NCITA Conference 2020
A series of three online summer webinars took place in Summer 2020: the first webinar focused on the optimisation of imaging in the ‘omics’ era; the second webinar focused on optimising image quality; and the third webinar focused on optimising application of imaging in clinical trials
Optimising imaging in the ‘omics’ era
In the first of a series of three online summer webinars that took place live on 12th June 2020, NCITA’s first seminar is on the topic of Optimizing Imaging in the Omics Era. The panel of speakers includes Professor Eric Aboagye (Imperial College London) and Professor Evis Sala (University of Cambridge) from the NCITA Governance Group, and Dr Simon Doran (Institute of Cancer Research, London) who leads the NCITA Image Repository Unit.
Optimising Image Quality
In the second of a series of three online summer webinars that took place live on 26th June 2020, NCITA’s second seminar is on the topic of Optimizing Imaging Quality. The panel of speakers includes Dr Lucy Pike (King’s College London), Professor John Waterton (University of Manchester) and Dr Maite Jauregui-Osoro (Imperial College London) who leads the NCITA QA/QC Unit.

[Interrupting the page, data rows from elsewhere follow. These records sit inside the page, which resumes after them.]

//! Cross-referencing of bundles, policies, projects, models and goals.
//!
//! Every function here is pure and works on already fetched records. Empty
//! input yields empty output; nothing here fails.

use std::collections::{BTreeMap, BTreeSet, HashSet};

use govlens_api::{Bundle, Goal, Policy, Project, RegisteredModel};
use serde::{Deserialize, Serialize};
use tracing::warn;

use crate::metrics::METRICS;
use crate::task_ref::{parse_task_reference, TaskReference};

/// Display name of a bundle without one
pub const UNNAMED_BUNDLE: &str = "Unnamed Bundle";
/// Display value of a missing field
pub const UNKNOWN: &str = "Unknown";
/// Display value of a missing user
pub const UNKNOWN_USER: &str = "unknown_user";

/// Name of `bundle`, or [`UNNAMED_BUNDLE`].
pub fn display_name(bundle: &Bundle) -> &str {
    bundle
        .name
        .as_deref()
        .filter(|n| !n.trim().is_empty())
        .unwrap_or(UNNAMED_BUNDLE)
}

/// Bundles that carry a policy name.
pub fn governed_bundles(bundles: &[Bundle]) -> Vec<&Bundle> {
    bundles.iter().filter(|b| b.is_governed()).collect()
}

/// A `(model name, version)` pair
#[derive(Debug, Clone, PartialEq, Eq, PartialOrd, Ord, Hash, Serialize, Deserialize)]
pub struct ModelVersionKey {
    pub model: String,
    pub version: String,
}

/// Distinct model versions attached to `bundles`.
pub fn model_versions<'a>(
    bundles: impl IntoIterator<Item = &'a Bundle>,
) -> BTreeSet<ModelVersionKey> {
    bundles
        .into_iter()
        .flat_map(Bundle::model_versions)
        .map(|id| ModelVersionKey {
            model: id.name.clone(),
            version: id.version.clone(),
        })
        .collect()
}

/// Model name to its distinct, sorted versions across `bundles`.
pub fn versions_by_model<'a>(
    bundles: impl IntoIterator<Item = &'a Bundle>,
) -> BTreeMap<String, Vec<String>> {
    let mut grouped: BTreeMap<String, Vec<String>> = BTreeMap::new();
    for key in model_versions(bundles) {
        // BTreeSet iteration is sorted by (model, version), so pushes stay sorted.
        grouped.entry(key.model).or_default().push(key.version);
    }
    grouped
}

/// Projects split by whether any bundle points at them
#[derive(Debug, Clone, Default, PartialEq, Eq, Serialize, Deserialize)]
pub struct ProjectCoverage {
    pub with_bundle: Vec<Project>,
    pub without_bundle: Vec<Project>,
}

/// Partition `projects` by whether any bundle points at them.
///
/// A bundle with a `projectId` matches on id only. Project names are unique
/// per owner, so `projectName` is a fallback for bundles that lack an id.
pub fn project_coverage(projects: &[Project], bundles: &[Bundle]) -> ProjectCoverage {
    let mut ids: HashSet<&str> = HashSet::new();
    let mut names: HashSet<&str> = HashSet::new();
    for bundle in bundles {
        match (bundle.project_id.as_deref(), bundle.project_name.as_deref()) {
            (Some(id), _) => {
                ids.insert(id);
            }
            (None, Some(name)) => {
                names.insert(name);
            }
            (None, None) => {}
        }
    }

    let (with_bundle, without_bundle): (Vec<Project>, Vec<Project>) = projects
        .iter()
        .cloned()
        .partition(|p| ids.contains(p.id.as_str()) || names.contains(p.name.as_str()));

    ProjectCoverage {
        with_bundle,
        without_bundle,
    }
}

/// Bundle count at one stage of a policy
#[derive(Debug, Clone, PartialEq, Eq, Serialize, Deserialize)]
pub struct StageCount {
    pub stage: String,
    pub count: usize,
    /// Whether the policy definition lists this stage
    pub defined: bool,
}

/// How far the bundles of one policy have progressed
#[derive(Debug, Clone, PartialEq, Eq, Serialize, Deserialize)]
pub struct PolicyAdoption {
    pub policy_id: String,
    pub policy_name: String,
    /// `false` when the policy definition could not be fetched
    pub policy_found: bool,
    pub stages: Vec<StageCount>,
    pub total_bundles: usize,
}

impl PolicyAdoption {
    /// Count at `stage`, zero when absent.
    pub fn count(&self, stage: &str) -> usize {
        self.stages
            .iter()
            .find(|s| s.stage == stage)
            .map_or(0, |s| s.count)
    }
}

/// Stage counts of the bundles under `policy_id`.
///
/// Defined stages come first in policy order, zero-filled; observed stages
/// the policy does not list follow in first-seen order.
pub fn stage_adoption(
    policy_id: &str,
    policy: Option<&Policy>,
    bundles: &[Bundle],
) -> PolicyAdoption {
    let members: Vec<&Bundle> = bundles
        .iter()
        .filter(|b| b.policy_id.as_deref() == Some(policy_id))
        .collect();

    let mut stages: Vec<StageCount> = policy
        .map(|p| {
            p.stages
                .iter()
                .map(|s| StageCount {
                    stage: s.name.clone(),
                    count: 0,
                    defined: true,
                })
                .collect()
        })
        .unwrap_or_default();

    for bundle in &members {
        let stage = bundle
            .stage
            .as_deref()
            .filter(|s| !s.trim().is_empty())
            .unwrap_or(UNKNOWN);
        match stages.iter_mut().find(|s| s.stage == stage) {
            Some(slot) => slot.count += 1,
            None => stages.push(StageCount {
                stage: stage.to_string(),
                count: 1,
                defined: false,
            }),
        }
    }

    let policy_name = policy
        .map(|p| p.name.clone())
        .or_else(|| members.iter().find_map(|b| b.policy_name.clone()))
        .unwrap_or_else(|| UNKNOWN.to_string());

    PolicyAdoption {
        policy_id: policy_id.to_string(),
        policy_name,
        policy_found: policy.is_some(),
        stages,
        total_bundles: members.len(),
    }
}

/// Distinct `policyId`s on `bundles`, sorted.
pub fn distinct_policy_ids(bundles: &[Bundle]) -> Vec<String> {
    let ids: BTreeSet<&str> = bundles.iter().filter_map(|b| b.policy_id.as_deref()).collect();
    ids.into_iter().map(str::to_string).collect()
}

/// Distinct `projectId`s on `bundles`, sorted.
pub fn distinct_project_ids(bundles: &[Bundle]) -> Vec<String> {
    let ids: BTreeSet<&str> = bundles
        .iter()
        .filter_map(|b| b.project_id.as_deref())
        .collect();
    ids.into_iter().map(str::to_string).collect()
}

/// [`stage_adoption`] for every policy referenced by `bundles`.
pub fn policy_adoption(
    policies: &BTreeMap<String, Policy>,
    bundles: &[Bundle],
) -> Vec<PolicyAdoption> {
    distinct_policy_ids(bundles)
        .iter()
        .map(|id| stage_adoption(id, policies.get(id), bundles))
        .collect()
}

/// Open approval request that names a bundle
#[derive(Debug, Clone, PartialEq, Eq, Serialize, Deserialize)]
pub struct PendingApproval {
    pub project_id: String,
    pub goal_id: Option<String>,
    pub goal_title: Option<String>,
    pub bundle_name: String,
    pub link: String,
    pub stage_label: Option<String>,
    /// Ids of bundles whose name equals `bundle_name`; more than one means a collision
    pub matched_bundle_ids: Vec<String>,
}

/// Approval request whose description named no parsable bundle
#[derive(Debug, Clone, PartialEq, Eq, Serialize, Deserialize)]
pub struct MalformedReference {
    pub project_id: String,
    pub goal_id: Option<String>,
    pub reason: String,
}

/// Result of scanning project goals for approval requests
#[derive(Debug, Clone, Default, PartialEq, Eq, Serialize, Deserialize)]
pub struct ApprovalScan {
    pub pending: Vec<PendingApproval>,
    pub malformed: Vec<MalformedReference>,
}

/// Open goals that reference a bundle, joined to bundles by trimmed name.
pub fn pending_approvals(
    goals_by_project: &BTreeMap<String, Vec<Goal>>,
    bundles: &[Bundle],
    host: &str,
) -> ApprovalScan {
    let mut ids_by_name: BTreeMap<&str, Vec<String>> = BTreeMap::new();
    for bundle in bundles {
        if let Some(name) = bundle.name.as_deref() {
            ids_by_name
                .entry(name.trim())
                .or_default()
                .push(bundle.id.clone());
        }
    }

    let mut scan = ApprovalScan::default();
    for (project_id, goals) in goals_by_project {
        for goal in goals.iter().filter(|g| g.is_open()) {
            let description = goal.description.as_deref().unwrap_or_default();
            match parse_task_reference(description, host) {
                TaskReference::NotApprovalRequest => {}
                TaskReference::Malformed { reason } => {
                    METRICS.inc_malformed_references();
                    warn!(
                        event = "approval.malformed_reference",
                        project_id = %project_id,
                        goal_id = goal.id.as_deref().unwrap_or(UNKNOWN),
                        reason = %reason,
                    );
                    scan.malformed.push(MalformedReference {
                        project_id: project_id.clone(),
                        goal_id: goal.id.clone(),
                        reason,
                    });
                }
                TaskReference::Parsed(reference) => {
                    let matched_bundle_ids = ids_by_name
                        .get(reference.bundle_name.as_str())
                        .cloned()
                        .unwrap_or_default();
                    scan.pending.push(PendingApproval {
                        project_id: project_id.clone(),
                        goal_id: goal.id.clone(),
                        goal_title: goal.title.clone(),
                        bundle_name: reference.bundle_name,
                        link: reference.link,
                        stage_label: reference.stage_label,
                        matched_bundle_ids,
                    });
                }
            }
        }
    }
    scan
}

/// A bundle that references a model
#[derive(Debug, Clone, PartialEq, Eq, Serialize, Deserialize)]
pub struct BundleRef {
    pub id: String,
    pub name: String,
}

/// Governance status of one registered model
#[derive(Debug, Clone, PartialEq, Eq, Serialize, Deserialize)]
pub struct ModelGovernance {
    pub model: RegisteredModel,
    pub governed: bool,
    pub bundles: Vec<BundleRef>,
}

/// Mark every registered model governed when a governed bundle attaches a
/// version of it, and collect the referencing bundles.
pub fn model_governance(models: &[RegisteredModel], bundles: &[Bundle]) -> Vec<ModelGovernance> {
    let mut index: BTreeMap<&str, Vec<BundleRef>> = BTreeMap::new();
    for bundle in bundles.iter().filter(|b| b.is_governed()) {
        let names: BTreeSet<&str> = bundle.model_versions().map(|id| id.name.as_str()).collect();
        for name in names {
            index.entry(name).or_default().push(BundleRef {
                id: bundle.id.clone(),
                name: display_name(bundle).to_string(),
            });
        }
    }

    models
        .iter()
        .map(|model| {
            let bundles = index.get(model.name.as_str()).cloned().unwrap_or_default();
            ModelGovernance {
                model: model.clone(),
                governed: !bundles.is_empty(),
                bundles,
            }
        })
        .collect()
}

/// Bundle count per `state`.
pub fn bundles_by_state(bundles: &[Bundle]) -> BTreeMap<String, usize> {
    count_by(bundles, |b| b.state.as_deref(), UNKNOWN)
}

/// Bundle count per project owner.
pub fn bundles_by_owner(bundles: &[Bundle]) -> BTreeMap<String, usize> {
    count_by(bundles, |b| b.project_owner.as_deref(), UNKNOWN_USER)
}

fn count_by<'a>(
    bundles: &'a [Bundle],
    key: impl Fn(&'a Bundle) -> Option<&'a str>,
    missing: &str,
) -> BTreeMap<String, usize> {
    let mut counts = BTreeMap::new();
    for bundle in bundles {
        let k = key(bundle).filter(|k| !k.trim().is_empty()).unwrap_or(missing);
        *counts.entry(k.to_string()).or_insert(0) += 1;
    }
    counts
}
//! Observability tests for govlens run lifecycle tracing.
//!
//! These tests verify that structured events are emitted for the key
//! lifecycle points: run start, fetch outcome, run finish and scoring.

use std::sync::Arc;

use async_trait::async_trait;
use govlens_api::{ApiError, Bundle, Goal, GovernanceSource, Policy, Project, RegisteredModel};
use govlens_core::obs::{
    emit_application_scored, emit_fetch_completed, emit_fetch_degraded, emit_run_finished,
    emit_run_started, run_span,
};
use govlens_core::Dashboard;
use tracing_test::traced_test;

#[traced_test]
#[test]
fn test_emit_run_started_logs_host() {
    emit_run_started("run-123", "https://gov.example.com");
    assert!(logs_contain("run.started"));
    assert!(logs_contain("https://gov.example.com"));
}

#[traced_test]
#[test]
fn test_emit_fetch_completed_logs_resource_and_count() {
    emit_fetch_completed("goals", Some("proj-7"), 4);
    assert!(logs_contain("fetch.completed"));
    assert!(logs_contain("proj-7"));
}

#[traced_test]
#[test]
fn test_emit_fetch_degraded_logs_warning() {
    emit_fetch_degraded("bundles", None, Some(503), &"HTTP 503");
    assert!(logs_contain("WARN"));
    assert!(logs_contain("status=503"));
    assert!(logs_contain("fetch.degraded"));
    assert!(logs_contain("HTTP 503"));
}

#[traced_test]
#[test]
fn test_emit_run_finished_logs_counts() {
    emit_run_finished("run-456", 120, 12, 1);
    assert!(logs_contain("run.finished"));
    assert!(logs_contain("run-456"));
}

#[traced_test]
#[test]
fn test_emit_application_scored_logs_band() {
    emit_application_scored(0.72, "REPAYMENT LIKELY");
    assert!(logs_contain("score.completed"));
    assert!(logs_contain("REPAYMENT LIKELY"));
}

#[traced_test]
#[test]
fn test_run_span_enter_creates_span() {
    let span = run_span("test-span-run");
    let _entered = span.enter();
    tracing::info!("inside run span");
    assert!(logs_contain("test-span-run"));
}

struct DownSource;

#[async_trait]
impl GovernanceSource for DownSource {
    async fn fetch_bundles(&self) -> govlens_api::Result<Vec<Bundle>> {
        Err(ApiError::Transport("connection refused".to_string()))
    }

    async fn fetch_policy(&self, _policy_id: &str) -> govlens_api::Result<Policy> {
        Err(ApiError::Transport("connection refused".to_string()))
    }

    async fn fetch_projects(&self) -> govlens_api::Result<Vec<Project>> {
        Ok(Vec::new())
    }

    async fn fetch_registered_models(&self) -> govlens_api::Result<Vec<RegisteredModel>> {
        Ok(Vec::new())
    }

    async fn fetch_project_goals(&self, _project_id: &str) -> govlens_api::Result<Vec<Goal>> {
        Ok(Vec::new())
    }
}

#[traced_test]
#[tokio::test]
async fn test_dashboard_load_emits_lifecycle_events() {
    let dashboard = Dashboard::new(Arc::new(DownSource), "https://gov.example.com");
    let snapshot = dashboard.load().await;

    assert_eq!(snapshot.warnings.len(), 1);
    assert!(logs_contain("run.started"));
    assert!(logs_contain("fetch.degraded"));
    assert!(logs_contain("connection refused"));
    assert!(logs_contain("status=-"), "transport failures carry no HTTP status");
    assert!(logs_contain("run.finished"));
}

Optimising Application of Imaging in Trials
In the third of a series of three online summer webinars that took place live on 31st July 2020, NCITA’s final seminar is on the topic of ‘Optimizing Application of Imaging in Trials’. The panel of speakers includes Professor Sue Mallet (UCL), Professor Hashim Ahmed (Imperial College London), and Professor Shonit Punwani (UCL) from the NCITA Governance group.